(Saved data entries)

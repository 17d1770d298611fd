//! Line matcher for Android (dashed) exports.
//!
//! Every message is one physical line of the shape
//! `DD/MM/YY, H:MM am - remainder`, where the remainder is either
//! `Sender: body` or a sender-less system notice.

use std::sync::LazyLock;

use regex::Regex;

/// Pattern of a dashed message line.
pub const LINE_PATTERN: &str = r"^(\d{2}/\d{2}/\d{2}), (\d{1,2}:\d{2})\s([ap]m) - (.*)";

static LINE: LazyLock<Regex> =
    LazyLock::new(|| Regex::new(LINE_PATTERN).expect("line pattern is valid"));

static SENDER: LazyLock<Regex> =
    LazyLock::new(|| Regex::new(r"^([^:]+):\s(.*)").expect("sender pattern is valid"));

/// The parts of a matched dashed line.
#[derive(Debug, Clone, Copy, PartialEq, Eq)]
pub struct DashedLine<'a> {
    /// `DD/MM/YY`
    pub date: &'a str,
    /// `H:MM`
    pub clock: &'a str,
    /// `am` or `pm`
    pub meridiem: &'a str,
    /// Everything after `" - "`
    pub remainder: &'a str,
}

/// Matches one line, or returns `None` if it is not a message line.
///
/// # Example
///
/// ```rust
/// use chatstat::parsing::match_dashed_line;
///
/// let line = match_dashed_line("15/08/23, 9:05 am - Alice: Hello there").unwrap();
/// assert_eq!(line.date, "15/08/23");
/// assert_eq!(line.remainder, "Alice: Hello there");
///
/// assert!(match_dashed_line("just a continuation").is_none());
/// ```
pub fn match_dashed_line(line: &str) -> Option<DashedLine<'_>> {
    let caps = LINE.captures(line)?;
    Some(DashedLine {
        date: caps.get(1)?.as_str(),
        clock: caps.get(2)?.as_str(),
        meridiem: caps.get(3)?.as_str(),
        remainder: caps.get(4)?.as_str(),
    })
}

/// Splits a remainder into `(Some(sender), body)`, or `(None, remainder)`
/// when there is no `name: ` prefix.
///
/// ```rust
/// use chatstat::parsing::split_dashed_sender;
///
/// assert_eq!(split_dashed_sender("Alice: hi: there"), (Some("Alice"), "hi: there"));
/// assert_eq!(
///     split_dashed_sender("Alice created group \"Trip\""),
///     (None, "Alice created group \"Trip\"")
/// );
/// ```
pub fn split_dashed_sender(remainder: &str) -> (Option<&str>, &str) {
    match SENDER.captures(remainder) {
        Some(caps) => match (caps.get(1), caps.get(2)) {
            (Some(sender), Some(body)) => (Some(sender.as_str()), body.as_str()),
            _ => (None, remainder),
        },
        None => (None, remainder),
    }
}
//! Anchor tokenizer for iOS (bracketed) exports.
//!
//! After normalization a bracketed export is one line of text in which every
//! message starts with an anchor such as `[15/08/23, 9:07:00 AM]`. The
//! tokenizer finds all anchors in a single scan and slices the text between
//! consecutive anchors, so a body may contain colons, brackets or anything
//! else short of another full anchor.

use std::sync::LazyLock;

use regex::Regex;

/// Pattern of a bracketed timestamp anchor.
pub const ANCHOR_PATTERN: &str = r"\[(\d{2}/\d{2}/\d{2}), (\d{1,2}:\d{2}:\d{2}) (AM|PM)\]";

static ANCHOR: LazyLock<Regex> =
    LazyLock::new(|| Regex::new(ANCHOR_PATTERN).expect("anchor pattern is valid"));

/// A timestamp anchor and its byte range in the normalized text.
#[derive(Debug, Clone, Copy, PartialEq, Eq)]
pub struct Anchor<'a> {
    /// `DD/MM/YY`
    pub date: &'a str,
    /// `H:MM:SS`
    pub clock: &'a str,
    /// `AM` or `PM`
    pub meridiem: &'a str,
    pub start: usize,
    pub end: usize,
}

/// One message span: an anchor and the text up to the next anchor.
#[derive(Debug, Clone, Copy, PartialEq, Eq)]
pub struct Span<'a> {
    pub anchor: Anchor<'a>,
    /// Text right after the closing bracket, up to the next anchor or end.
    pub rest: &'a str,
}

/// Splits normalized text into anchor-delimited spans, in text order.
///
/// Text before the first anchor belongs to no message and is ignored.
///
/// # Example
///
/// ```rust
/// use chatstat::parsing::split_spans;
///
/// let text = "[15/08/23, 9:07:00 AM] Bob: hi [15/08/23, 9:08:00 AM] Ann: yo";
/// let spans = split_spans(text);
/// assert_eq!(spans.len(), 2);
/// assert_eq!(spans[0].rest, " Bob: hi ");
/// assert_eq!(spans[1].anchor.clock, "9:08:00");
/// ```
pub fn split_spans(text: &str) -> Vec<Span<'_>> {
    let anchors: Vec<Anchor<'_>> = ANCHOR
        .captures_iter(text)
        .filter_map(|caps| {
            let whole = caps.get(0)?;
            Some(Anchor {
                date: caps.get(1)?.as_str(),
                clock: caps.get(2)?.as_str(),
                meridiem: caps.get(3)?.as_str(),
                start: whole.start(),
                end: whole.end(),
            })
        })
        .collect();

    anchors
        .iter()
        .enumerate()
        .map(|(i, anchor)| {
            let stop = anchors.get(i + 1).map_or(text.len(), |next| next.start);
            Span {
                anchor: *anchor,
                rest: &text[anchor.end..stop],
            }
        })
        .collect()
}

/// Splits the text after an anchor into `(sender, body)`.
///
/// The sender is everything after the single space that follows the anchor
/// up to the first colon, and must be non-empty. The body skips leading
/// whitespace and drops trailing whitespace (the space the normalizer left
/// where a line break used to be). Returns `None` when there is no colon.
///
/// ```rust
/// use chatstat::parsing::split_bracketed_sender;
///
/// assert_eq!(
///     split_bracketed_sender(" Bob: see 10:30 ok "),
///     Some(("Bob", "see 10:30 ok"))
/// );
/// assert_eq!(split_bracketed_sender(" no colon here"), None);
/// ```
pub fn split_bracketed_sender(rest: &str) -> Option<(&str, &str)> {
    let rest = rest.strip_prefix(' ')?;
    let (sender, body) = rest.split_once(':')?;
    if sender.is_empty() {
        return None;
    }
    Some((sender, body.trim()))
}
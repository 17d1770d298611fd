//! JSON Lines output writer.

use std::io::Write;

use crate::error::Result;
use crate::record::MessageRecord;

/// Writes one JSON object per record, newline-terminated.
///
/// # Format
/// ```text
/// {"user":"Alice","message":"Hello",...,"period":"09-10"}
/// {"user":"Bob","message":"Hi",...,"period":"09-10"}
/// ```
pub fn write_jsonl<W: Write>(records: &[MessageRecord], mut writer: W) -> Result<()> {
    for record in records {
        serde_json::to_writer(&mut writer, record)?;
        writer.write_all(b"\n")?;
    }
    writer.flush()?;
    Ok(())
}

/// Same output as [`write_jsonl`], returned as a string.
pub fn to_jsonl(records: &[MessageRecord]) -> Result<String> {
    let mut buf = Vec::new();
    write_jsonl(records, &mut buf)?;
    Ok(String::from_utf8(buf)?)
}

YOUR OBJECTIVE:
Set down each record again, exactly as written.

RESPONSE AREA:
repository 17d1770d298611fd
//! Line matcher for Android (dashed) exports.
//!
//! Every message is one physical line of the shape
//! `DD/MM/YY, H:MM am - remainder`, where the remainder is either
//! `Sender: body` or a sender-less system notice.

use std::sync::LazyLock;

use regex::Regex;

/// Pattern of a dashed message line.
pub const LINE_PATTERN: &str = r"^(\d{2}/\d{2}/\d{2}), (\d{1,2}:\d{2})\s([ap]m) - (.*)";

static LINE: LazyLock<Regex> =
    LazyLock::new(|| Regex::new(LINE_PATTERN).expect("line pattern is valid"));

static SENDER: LazyLock<Regex> =
    LazyLock::new(|| Regex::new(r"^([^:]+):\s(.*)").expect("sender pattern is valid"));

/// The parts of a matched dashed line.
#[derive(Debug, Clone, Copy, PartialEq, Eq)]
pub struct DashedLine<'a> {
    /// `DD/MM/YY`
    pub date: &'a str,
    /// `H:MM`
    pub clock: &'a str,
    /// `am` or `pm`
    pub meridiem: &'a str,
    /// Everything after `" - "`
    pub remainder: &'a str,
}

/// Matches one line, or returns `None` if it is not a message line.
///
/// # Example
///
/// ```rust
/// use chatstat::parsing::match_dashed_line;
///
/// let line = match_dashed_line("15/08/23, 9:05 am - Alice: Hello there").unwrap();
/// assert_eq!(line.date, "15/08/23");
/// assert_eq!(line.remainder, "Alice: Hello there");
///
/// assert!(match_dashed_line("just a continuation").is_none());
/// ```
pub fn match_dashed_line(line: &str) -> Option<DashedLine<'_>> {
    let caps = LINE.captures(line)?;
    Some(DashedLine {
        date: caps.get(1)?.as_str(),
        clock: caps.get(2)?.as_str(),
        meridiem: caps.get(3)?.as_str(),
        remainder: caps.get(4)?.as_str(),
    })
}

/// Splits a remainder into `(Some(sender), body)`, or `(None, remainder)`
/// when there is no `name: ` prefix.
///
/// ```rust
/// use chatstat::parsing::split_dashed_sender;
///
/// assert_eq!(split_dashed_sender("Alice: hi: there"), (Some("Alice"), "hi: there"));
/// assert_eq!(
///     split_dashed_sender("Alice created group \"Trip\""),
///     (None, "Alice created group \"Trip\"")
/// );
/// ```
pub fn split_dashed_sender(remainder: &str) -> (Option<&str>, &str) {
    match SENDER.captures(remainder) {
        Some(caps) => match (caps.get(1), caps.get(2)) {
            (Some(sender), Some(body)) => (Some(sender.as_str()), body.as_str()),
            _ => (None, remainder),
        },
        None => (None, remainder),
    }
}
//! Anchor tokenizer for iOS (bracketed) exports.
//!
//! After normalization a bracketed export is one line of text in which every
//! message starts with an anchor such as `[15/08/23, 9:07:00 AM]`. The
//! tokenizer finds all anchors in a single scan and slices the text between
//! consecutive anchors, so a body may contain colons, brackets or anything
//! else short of another full anchor.

use std::sync::LazyLock;

use regex::Regex;

/// Pattern of a bracketed timestamp anchor.
pub const ANCHOR_PATTERN: &str = r"\[(\d{2}/\d{2}/\d{2}), (\d{1,2}:\d{2}:\d{2}) (AM|PM)\]";

static ANCHOR: LazyLock<Regex> =
    LazyLock::new(|| Regex::new(ANCHOR_PATTERN).expect("anchor pattern is valid"));

/// A timestamp anchor and its byte range in the normalized text.
#[derive(Debug, Clone, Copy, PartialEq, Eq)]
pub struct Anchor<'a> {
    /// `DD/MM/YY`
    pub date: &'a str,
    /// `H:MM:SS`
    pub clock: &'a str,
    /// `AM` or `PM`
    pub meridiem: &'a str,
    pub start: usize,
    pub end: usize,
}

/// One message span: an anchor and the text up to the next anchor.
#[derive(Debug, Clone, Copy, PartialEq, Eq)]
pub struct Span<'a> {
    pub anchor: Anchor<'a>,
    /// Text right after the closing bracket, up to the next anchor or end.
    pub rest: &'a str,
}

/// Splits normalized text into anchor-delimited spans, in text order.
///
/// Text before the first anchor belongs to no message and is ignored.
///
/// # Example
///
/// ```rust
/// use chatstat::parsing::split_spans;
///
/// let text = "[15/08/23, 9:07:00 AM] Bob: hi [15/08/23, 9:08:00 AM] Ann: yo";
/// let spans = split_spans(text);
/// assert_eq!(spans.len(), 2);
/// assert_eq!(spans[0].rest, " Bob: hi ");
/// assert_eq!(spans[1].anchor.clock, "9:08:00");
/// ```
pub fn split_spans(text: &str) -> Vec<Span<'_>> {
    let anchors: Vec<Anchor<'_>> = ANCHOR
        .captures_iter(text)
        .filter_map(|caps| {
            let whole = caps.get(0)?;
            Some(Anchor {
                date: caps.get(1)?.as_str(),
                clock: caps.get(2)?.as_str(),
                meridiem: caps.get(3)?.as_str(),
                start: whole.start(),
                end: whole.end(),
            })
        })
        .collect();

    anchors
        .iter()
        .enumerate()
        .map(|(i, anchor)| {
            let stop = anchors.get(i + 1).map_or(text.len(), |next| next.start);
            Span {
                anchor: *anchor,
                rest: &text[anchor.end..stop],
            }
        })
        .collect()
}

/// Splits the text after an anchor into `(sender, body)`.
///
/// The sender is everything after the single space that follows the anchor
/// up to the first colon, and must be non-empty. The body skips leading
/// whitespace and drops trailing whitespace (the space the normalizer left
/// where a line break used to be). Returns `None` when there is no colon.
///
/// ```rust
/// use chatstat::parsing::split_bracketed_sender;
///
/// assert_eq!(
///     split_bracketed_sender(" Bob: see 10:30 ok "),
///     Some(("Bob", "see 10:30 ok"))
/// );
/// assert_eq!(split_bracketed_sender(" no colon here"), None);
/// ```
pub fn split_bracketed_sender(rest: &str) -> Option<(&str, &str)> {
    let rest = rest.strip_prefix(' ')?;
    let (sender, body) = rest.split_once(':')?;
    if sender.is_empty() {
        return None;
    }
    Some((sender, body.trim()))
}
repository 17d1770d298611fd
//! JSON Lines output writer.

use std::io::Write;

use crate::error::Result;
use crate::record::MessageRecord;

/// Writes one JSON object per record, newline-terminated.
///
/// # Format
/// ```text
/// {"user":"Alice","message":"Hello",...,"period":"09-10"}
/// {"user":"Bob","message":"Hi",...,"period":"09-10"}
/// ```
pub fn write_jsonl<W: Write>(records: &[MessageRecord], mut writer: W) -> Result<()> {
    for record in records {
        serde_json::to_writer(&mut writer, record)?;
        writer.write_all(b"\n")?;
    }
    writer.flush()?;
    Ok(())
}

/// Same output as [`write_jsonl`], returned as a string.
pub fn to_jsonl(records: &[MessageRecord]) -> Result<String> {
    let mut buf = Vec::new();
    write_jsonl(records, &mut buf)?;
    Ok(String::from_utf8(buf)?)
}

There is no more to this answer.